No faltó la polémica dado que los músicos y colaboradores de la grabación son mayoritariamente
norteamericanos. Sin embargo, el disco es Antony, expatriado pero británico al fin. Su persona
ocupa el centro de cada canción y su voz domina sobre todo lo demás: instrumentación, arreglos,
estrellas invitadas. En las palabras de Roland Barthes, la suya es una voz “con grano” (“el cuerpo en
la voz que canta”), una voz que lleva las marcas de su experiencia y que refleja las laceraciones de
su cuerpo inadecuado. Como Billie Holiday, Antony revela la herida en cada nota que interpreta.
Por eso, no hace falta que también la mencione.
Desde la manía clasificatoria de las etiquetas, hay que contradecir al jurado del premio Mercury: el
disco no es muy original, sino que se encuadra perfecto en lo que se llama “pop barroco” o “de
cámara”, lo mismo que venían haciendo The Divine Comedy, Tindersticks o The Aluminum Group
(o si se quiere ir más atrás, Nick Drake, Scott Walker o Van Dyke Parks por nombrar los primeros
que vienen a la cabeza) desde hacía años. Pero también es cierto que los arreglos sobre los tracks de
Antony son más lóbregos y también más delicados que los de cualquiera de sus contemporáneos: la
instrumentación suena abierta, parece crear un espacio dentro de la canción en el que la voz puede
existir y expandirse. La voz es la fuerza de gravedad que mantiene unido al resto. La originalidad
está allí, en cómo suena y en qué expresa, en su ambigüedad, en la indefinición entre
masculino/femenino que pronto deja de ser personal para volverse política. Su desesperanza y
anhelo de femenidad no sólo es un estado de ánimo íntimo sino un programa ideológico que
comenzó en este disco y se fue perfeccionando y expandiendo en los siguientes. Antony ya no desea
invocar lo femenino de sí, sino del mundo entero.
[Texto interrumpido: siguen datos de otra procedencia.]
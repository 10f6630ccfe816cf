//! Platform abstraction layer
//!
//! `RaceSession` turns frame-level host input (plain integers and flags) into
//! tick inputs and serializes race state for a front end. On wasm32 it is
//! exported to JavaScript as `WasmRace`.

use crate::config::{ConfigError, RaceConfig};
use crate::sim::{RaceEvent, RaceWorld, Rudder, SailTrim, TickInput, tick};

/// One race world plus the one-shot commands queued for its next tick
#[derive(Debug, Clone)]
pub struct RaceSession {
    world: RaceWorld,
    autopilot: bool,
    start_requested: bool,
    wind_shift_requested: bool,
}

impl RaceSession {
    /// Build a session from a JSON config; an empty string means defaults
    pub fn new(seed: u64, config_json: &str) -> Result<Self, ConfigError> {
        let config = if config_json.trim().is_empty() {
            RaceConfig::default()
        } else {
            RaceConfig::from_json(config_json)?
        };
        Ok(Self {
            world: RaceWorld::new(config, seed),
            autopilot: false,
            start_requested: false,
            wind_shift_requested: false,
        })
    }

    pub fn world(&self) -> &RaceWorld {
        &self.world
    }

    pub fn start(&mut self) {
        self.start_requested = true;
    }

    pub fn set_autopilot(&mut self, enabled: bool) {
        if self.autopilot != enabled {
            log::info!("Autopilot: {}", enabled);
        }
        self.autopilot = enabled;
    }

    pub fn randomize_wind(&mut self) {
        self.wind_shift_requested = true;
    }

    /// Advance one frame. `rudder` and `trim` are -1/0/1.
    pub fn tick(&mut self, dt: f32, rudder: i32, trim: i32) {
        let input = TickInput {
            rudder: Rudder::from_sign(rudder),
            trim: SailTrim::from_sign(trim),
            start: std::mem::take(&mut self.start_requested),
            autopilot: self.autopilot,
            randomize_wind: std::mem::take(&mut self.wind_shift_requested),
            wind: None,
        };
        tick(&mut self.world, &input, dt);
    }

    /// Reset for another race on the same fleet
    pub fn next_race(&mut self, new_course: bool) {
        self.world.reset_for_next_race(new_course);
    }

    /// Full race state as JSON
    pub fn snapshot_json(&self) -> String {
        match serde_json::to_string(&self.world) {
            Ok(json) => json,
            Err(e) => {
                log::error!("Snapshot serialization failed: {}", e);
                String::from("{}")
            }
        }
    }

    pub fn drain_events(&mut self) -> Vec<RaceEvent> {
        self.world.drain_events()
    }

    pub fn drain_events_json(&mut self) -> String {
        let events = self.drain_events();
        serde_json::to_string(&events).unwrap_or_else(|_| String::from("[]"))
    }
}

#[cfg(target_arch = "wasm32")]
mod web {
    use wasm_bindgen::prelude::*;

    use super::RaceSession;

    /// Install panic hook and console logger
    #[wasm_bindgen(start)]
    pub fn init() {
        console_error_panic_hook::set_once();
        // Fails only if the host page already installed a logger
        let _ = console_log::init_with_level(log::Level::Info);
        log::info!("Dinghy Race core loaded");
    }

    #[wasm_bindgen]
    pub struct WasmRace {
        session: RaceSession,
    }

    #[wasm_bindgen]
    impl WasmRace {
        #[wasm_bindgen(constructor)]
        pub fn new(seed: u64, config_json: &str) -> Result<WasmRace, JsError> {
            let session = RaceSession::new(seed, config_json)?;
            Ok(WasmRace { session })
        }

        pub fn start(&mut self) {
            self.session.start();
        }

        pub fn tick(&mut self, dt: f32, rudder: i32, trim: i32) {
            self.session.tick(dt, rudder, trim);
        }

        pub fn set_autopilot(&mut self, enabled: bool) {
            self.session.set_autopilot(enabled);
        }

        pub fn randomize_wind(&mut self) {
            self.session.randomize_wind();
        }

        pub fn next_race(&mut self, new_course: bool) {
            self.session.next_race(new_course);
        }

        pub fn snapshot(&self) -> String {
            self.session.snapshot_json()
        }

        pub fn drain_events(&mut self) -> String {
            self.session.drain_events_json()
        }
    }
}
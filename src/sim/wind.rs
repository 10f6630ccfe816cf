//! Global wind model

use rand::Rng;
use serde::{Deserialize, Serialize};

use crate::config::RaceConfig;
use crate::consts::*;
use crate::normalize_angle;

/// Wind over the whole course
#[derive(Debug, Clone, Copy, PartialEq, Serialize, Deserialize)]
pub struct Wind {
    /// Direction the wind blows FROM (degrees)
    pub direction: f32,
    pub speed: f32,
    /// Time accumulated toward the next drift update
    #[serde(skip)]
    pub drift_timer: f32,
}

impl Wind {
    pub fn new(direction: f32, speed: f32) -> Self {
        Self {
            direction: normalize_angle(direction),
            speed: speed.max(0.0),
            drift_timer: 0.0,
        }
    }

    /// Starting wind for a race: configured direction or a random one
    pub fn from_config(config: &RaceConfig, rng: &mut impl Rng) -> Self {
        let direction = match config.wind_direction {
            Some(dir) => dir,
            None => rng.random_range(0.0..360.0),
        };
        Self::new(direction, config.wind_speed)
    }

    /// Slow random wander of speed and direction
    pub fn drift(&mut self, dt: f32, rng: &mut impl Rng) {
        self.drift_timer += dt;
        while self.drift_timer >= WIND_UPDATE_INTERVAL {
            self.drift_timer -= WIND_UPDATE_INTERVAL;

            let max_speed_change = WIND_SPEED_CHANGE_RATE * WIND_UPDATE_INTERVAL;
            let max_dir_change = WIND_DIR_CHANGE_RATE * WIND_UPDATE_INTERVAL;
            let speed_change = rng.random_range(-max_speed_change..=max_speed_change);
            let dir_change = rng.random_range(-max_dir_change..=max_dir_change);

            self.speed = (self.speed + speed_change).clamp(MIN_WIND_SPEED, MAX_WIND_SPEED);
            self.direction = normalize_angle(self.direction + dir_change);
        }
    }

    /// Swing the wind to a new random direction (speed unchanged)
    pub fn randomize_direction(&mut self, rng: &mut impl Rng) {
        self.direction = normalize_angle(rng.random_range(0.0..360.0));
        log::info!("Wind shifted to {:.0}°", self.direction);
    }
}

impl Default for Wind {
    fn default() -> Self {
        Self::new(0.0, DEFAULT_WIND_SPEED)
    }
}

#[cfg(test)]
mod tests {
    use super::*;
    use rand::SeedableRng;
    use rand_pcg::Pcg32;

    #[test]
    fn test_drift_waits_for_interval() {
        let mut rng = Pcg32::seed_from_u64(1);
        let mut wind = Wind::new(45.0, 10.0);
        wind.drift(WIND_UPDATE_INTERVAL * 0.5, &mut rng);
        assert_eq!(wind.direction, 45.0);
        assert_eq!(wind.speed, 10.0);
    }

    #[test]
    fn test_drift_stays_in_bounds() {
        let mut rng = Pcg32::seed_from_u64(2);
        let mut wind = Wind::new(350.0, MAX_WIND_SPEED);
        let mut last_dir = wind.direction;
        for _ in 0..2000 {
            wind.drift(0.1, &mut rng);
            assert!((MIN_WIND_SPEED..=MAX_WIND_SPEED).contains(&wind.speed));
            assert!((0.0..360.0).contains(&wind.direction));
            let step = crate::angle_difference(wind.direction, last_dir).abs();
            assert!(step <= WIND_DIR_CHANGE_RATE * WIND_UPDATE_INTERVAL + 1e-3);
            last_dir = wind.direction;
        }
    }

    #[test]
    fn test_from_config_uses_fixed_direction() {
        let mut rng = Pcg32::seed_from_u64(3);
        let config = RaceConfig {
            wind_direction: Some(-90.0),
            wind_speed: 8.0,
            ..Default::default()
        };
        let wind = Wind::from_config(&config, &mut rng);
        assert_eq!(wind.direction, 270.0);
        assert_eq!(wind.speed, 8.0);
    }

    #[test]
    fn test_randomize_direction_in_range() {
        let mut rng = Pcg32::seed_from_u64(4);
        let mut wind = Wind::default();
        for _ in 0..50 {
            wind.randomize_direction(&mut rng);
            assert!((0.0..360.0).contains(&wind.direction));
            assert_eq!(wind.speed, DEFAULT_WIND_SPEED);
        }
    }
}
Su última grabación editada, Cut the world (2012), un concierto grabado en Copenhague junto a la
Orquesta Nacional de Dinamarca, incluye dos nuevos tracks: el que da título al álbum y “Future
Feminism”. Este segundo es spoken word: se trata de una proclama política directa que combina
feminismo y ecologismo en la certeza de que “a menos que nos movamos hacia un sistema
femenino de gobierno este planeta no tiene ninguna chance”. Por el contrario, el otro track, “Cut the
world” (compuesto originalmente para la ópera “The life and death of Marina Abramovic”), tiene
una letra opaca, que recién se vuelve transparente en el clip que la ilustra. Este muestra a una mujer
(Carice Van Houten) que degüella a su jefe (Willem Dafoe): no es un acto de venganza o
resentimiento, sino uno llevado a cabo con la resignación de lo inevitable. Sobre el final del clip
esta mujer, manchada con la sangre de su víctima, sale a la calle, donde sólo hay otras mujeres
también manchadas de sangre.
Aunque se podría argumentar que la violencia como vía de acceso al poder es precisamente uno de
los estigmas del patriarcado, tal vez el clip no deba ser tomado tan literalmente, sino más bien como
un ejemplo extremo y polémico de la militancia de Antony por que todos vivamos bajo el signo de
lo femenino. Su postura es, desde luego, controvertida: no es el reclamo incuestionable de igualdad
sino, como retruca en “Future Feminism”, la lucha en favor de la instauración de un matriarcado.
Estas ideas pueden parecen visionarias o delirantes pero sin duda interpelan con mucha más fuerza
que casi cualquier otra cosa que pueda encontrarse hoy en un disco pop. Es difícil permanecer
indiferente a ellas, aunque sea para combatirlas con los tapones de punta. I'm a bird now es el disco
que inició este camino de descubrimiento y que nos reveló a Antony, crooner y sirena, feminista del
futuro y artista del presente, todo a la vez.